__Activity__
Your answer should be the line that contains "use sqlx::sqlite::SqlitePoolOptions;" and each line after it, restated word for word through the final line of the entries.

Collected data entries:
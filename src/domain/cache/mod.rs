pub mod clock;
pub mod error;
pub mod key;
pub mod model;
pub mod service;

pub use clock::{Clock, SystemClock};
pub use error::{CacheError, FetchError};
pub use key::CacheKeyBuilder;
pub use model::{CacheEntry, CacheOptions, FetchRequest, FetchResponse, MaxAge};
pub use service::{CachedFetch, DEFAULT_MAX_AGE};
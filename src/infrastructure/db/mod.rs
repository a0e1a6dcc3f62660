use sqlx::sqlite::SqlitePoolOptions;
use sqlx::{Pool, Sqlite};
use std::time::Duration;

pub type DbPool = Pool<Sqlite>;

pub async fn create_pool(database_url: &str) -> Result<DbPool, sqlx::Error> {
    // Every connection to an in-memory database sees its own empty database,
    // so keep exactly one and never recycle it.
    let in_memory = database_url.contains(":memory:");

    SqlitePoolOptions::new()
        .max_connections(if in_memory { 1 } else { 5 })
        .idle_timeout(if in_memory { None } else { Some(Duration::from_secs(600)) })
        .max_lifetime(if in_memory { None } else { Some(Duration::from_secs(1800)) })
        .acquire_timeout(Duration::from_secs(3))
        .connect(database_url)
        .await
}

__Answer below__
use sqlx::sqlite::SqlitePoolOptions;
use sqlx::{Pool, Sqlite};
use std::time::Duration;

pub type DbPool = Pool<Sqlite>;

pub async fn create_pool(database_url: &str) -> Result<DbPool, sqlx::Error> {
    // Every connection to an in-memory database sees its own empty database,
    // so keep exactly one and never recycle it.
    let in_memory = database_url.contains(":memory:");

    SqlitePoolOptions::new()
        .max_connections(if in_memory { 1 } else { 5 })
        .idle_timeout(if in_memory { None } else { Some(Duration::from_secs(600)) })
        .max_lifetime(if in_memory { None } else { Some(Duration::from_secs(1800)) })
        .acquire_timeout(Duration::from_secs(3))
        .connect(database_url)
        .await
}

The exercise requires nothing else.